Blockchain technology shows a lot of promise for making management systems within the academic and public sectors more efficient. However, criticisms about blockchain’s Proof-of-Work (PoW) mechanism consuming a massive amount of energy have derailed its adoption. The key to blockchain being energy efficient actually lies in scaling its block sizes and transaction capacity.

Imagine it takes 1,000 megawatts (MW) to be able to add a 1MB data block containing about 2,000 transactions at a throughput of just seven transactions per second (TPS). With these numbers, it is definitely consuming too much energy. However, if the same amount of electricity is used to process a 4GB block containing over 3 million transactions at a throughput of about 50,000 TPS, then it can justify the energy consumption.

Achieving 4GB blocks at over 50,000 TPS is only made possible through scaling. The BSV Blockchain, for instance, has enabled limitless scaling, which means that it can continuously increase its block sizes and throughput—at the same time lowering its transaction fees to $0.005—according to market needs. With this solution, institutions of higher learning and national governments will be pushed to further investigate scalable blockchain models.

Meanwhile, researchers will find that the Blockchain Trilemma, which describes the challenge of making blockchains ideal for decentralization, scalability and security, is a flawed hypothesis. Because developers of ETH and BTC have been unable to solve the problem of scaling, the blockchain trilemma implies that no one will be able to. However, the BSV Blockchain has already solved this trilemma, and it proves that scalable blockchains using PoW can achieve security and decentralization.

“With regulators, politicians and law enforcement finally awake to the scammers preying on consumers, the downfall of these long-running frauds is nigh. Better still, the thinning of this herd will allow the market to see BSV for what it is: a regulatory friendly and legally compliant blockchain that can serve as both the backbone of the Web3 revolution and an environmentally friendly data storehouse without peer. A little late, in my opinion, but better late than never,” Calvin Ayre, founder of capital investment firm Ayre Group and media outlet Coin Geek, wrote in his 2023 blockchain forecast.

Closure of crypto-related businesses

Due to fraud scandals and the FTX collapse that happened in the past year, doubtful exchanges and unregulated platforms will likely be investigated and shut down as a result of a confluence of regulatory scrutiny, a restricting financial global economy and widespread exit frauds and hacks. Because of this, people may expect to see a surge in funding for programs and platforms that make the most of blockchain’s actual potential, instead of it being used mainly for crypto trading. 

There has also been widespread agreement among policymakers that cryptos fall under the purview of the Howey Test, which determines whether or not a transaction can be considered as an investment contract.
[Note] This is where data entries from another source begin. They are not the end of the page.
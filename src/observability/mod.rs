//! Observability subsystem.
//!
//! # Data Flow
//! ```text
//! All subsystems produce:
//!     → logging.rs (structured log events)
//!     → metrics.rs (counters, gauges, histograms)
//!
//! Consumers:
//!     → stdout (pretty or JSON lines)
//!     → Metrics endpoint (Prometheus scrape, optional)
//! ```
//!
//! # Design Decisions
//! - Structured fields on every event (interface, url, remote_addr, error)
//! - Metrics are cheap and become no-ops without a recorder

pub mod logging;
pub mod metrics;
Consequently, ongoing crypto and blockchain initiatives may be faced with additional legal challenges. 

In the same vein, consumers may witness overzealous authorities continuing to confuse crypto and blockchain, thus, stifling blockchain innovation in general. The crypto world is full of technical jargon that people may understandably be perplexed by. Untangling these closely related topics for authorities and lawmakers to decipher may have a crucial effect for blockchain adoption and regulation.  
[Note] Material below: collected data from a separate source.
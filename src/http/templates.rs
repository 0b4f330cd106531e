//! Template registry.
//!
//! # Responsibilities
//! - Compile every `*.html` template in a directory once, at startup
//! - Register the functions templates may call (`time_now`, `local_hostname`)
//! - Render a named template against a `RenderContext`
//!
//! # Design Decisions
//! - Built once, never mutated: concurrent renders need no locking
//! - An unreadable directory or a missing default template fails startup;
//!   any other unknown name is a render error (HTTP 500)
//! - `.html` templates are HTML-autoescaped

use std::collections::HashMap;
use std::error::Error as _;
use std::fmt::Write as _;
use std::fs;
use std::io;
use std::path::{Path, PathBuf};

use tera::{Tera, Value};

use crate::http::context::RenderContext;
use crate::network::hostname;

/// Startup failure while building the registry.
#[derive(Debug, thiserror::Error)]
pub enum TemplateError {
    #[error("template directory {} is unreadable: {source}", .path.display())]
    Unreadable {
        path: PathBuf,
        #[source]
        source: io::Error,
    },
    #[error("failed to compile templates: {}", chain(.source))]
    Compile {
        #[source]
        source: tera::Error,
    },
    #[error("default template '{0}' is not registered")]
    MissingDefault(String),
}

/// A single request's render failure.
#[derive(Debug, thiserror::Error)]
#[error("{}", chain(.0))]
pub struct RenderError(#[source] pub tera::Error);

/// `outer: inner: ...` for an error and all of its sources.
fn chain(err: &tera::Error) -> String {
    let mut out = err.to_string();
    let mut source = err.source();
    while let Some(cause) = source {
        let _ = write!(out, ": {cause}");
        source = cause.source();
    }
    out
}

/// Compiled templates plus the name rendered for `/`.
#[derive(Debug)]
pub struct TemplateRegistry {
    tera: Tera,
    default_template: String,
}

impl TemplateRegistry {
    /// Compile every `*.html` file in `dir`.
    pub fn load(dir: &Path, default_template: &str) -> Result<Self, TemplateError> {
        fs::read_dir(dir).map_err(|source| TemplateError::Unreadable {
            path: dir.to_path_buf(),
            source,
        })?;

        let pattern = dir.join("*.html");
        let tera = Tera::new(&pattern.to_string_lossy())
            .map_err(|source| TemplateError::Compile { source })?;

        let registry = Self::from_tera(tera, default_template)?;
        tracing::info!(
            dir = %dir.display(),
            templates = registry.names().len(),
            default = %registry.default_template,
            "Templates loaded"
        );
        Ok(registry)
    }

    /// Build from in-memory `(name, body)` pairs.
    pub fn from_raw(templates: &[(&str, &str)], default_template: &str) -> Result<Self, TemplateError> {
        let mut tera = Tera::default();
        tera.add_raw_templates(templates.iter().copied())
            .map_err(|source| TemplateError::Compile { source })?;
        Self::from_tera(tera, default_template)
    }

    fn from_tera(mut tera: Tera, default_template: &str) -> Result<Self, TemplateError> {
        register_functions(&mut tera);
        let registry = Self {
            tera,
            default_template: default_template.to_string(),
        };
        if !registry.contains(default_template) {
            return Err(TemplateError::MissingDefault(default_template.to_string()));
        }
        Ok(registry)
    }

    pub fn default_template(&self) -> &str {
        &self.default_template
    }

    pub fn contains(&self, name: &str) -> bool {
        self.tera.get_template_names().any(|n| n == name)
    }

    /// Sorted template names.
    pub fn names(&self) -> Vec<&str> {
        let mut names: Vec<&str> = self.tera.get_template_names().collect();
        names.sort_unstable();
        names
    }

    /// Render `name` against `context`.
    pub fn render(&self, name: &str, context: &RenderContext<'_>) -> Result<String, RenderError> {
        let context = tera::Context::from_serialize(context).map_err(RenderError)?;
        self.tera.render(name, &context).map_err(RenderError)
    }
}

fn register_functions(tera: &mut Tera) {
    tera.register_function("time_now", time_now);
    tera.register_function("local_hostname", local_hostname);
}

/// Current local time; RFC 3339 unless a strftime `format` is given.
fn time_now(args: &HashMap<String, Value>) -> tera::Result<Value> {
    let now = chrono::Local::now();
    match args.get("format") {
        None => Ok(Value::String(now.to_rfc3339())),
        Some(Value::String(format)) => {
            let mut out = String::new();
            write!(out, "{}", now.format(format))
                .map_err(|_| tera::Error::msg(format!("invalid time format '{format}'")))?;
            Ok(Value::String(out))
        }
        Some(other) => Err(tera::Error::msg(format!(
            "time_now: `format` must be a string, got {other}"
        ))),
    }
}

fn local_hostname(_args: &HashMap<String, Value>) -> tera::Result<Value> {
    hostname::local_hostname()
        .map(Value::String)
        .map_err(|e| tera::Error::msg(format!("local_hostname: {e}")))
}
The past year was a difficult one for the crypto industry. However, this may be a blessing in disguise for blockchain development and adoption. As the events of 2022 showed the world the real dangers of crypto trading on a centralized exchange, attention will be shifted, not only towards decentralization, but also towards the real utility of blockchain. 

“The days of ‘number go up’ seem well and truly behind us. The 2022 exposure of so much criminality at the heart of this grifter economy has virtually guaranteed there won’t be another influx of public (i.e., sucker) money anytime soon. And without a steady stream of fresh funds, Ponzi schemes can’t—and won’t—survive. Good riddance,” Ayre stated.

It is about time to weed out the bad, and people understand that blockchain is a technology that can be used not only for crypto trading fraught with fraudulent activities. 2023 may just be the year when stakeholders recognize the real value of enterprise blockchain, paving the way for a boost in its development and adoption.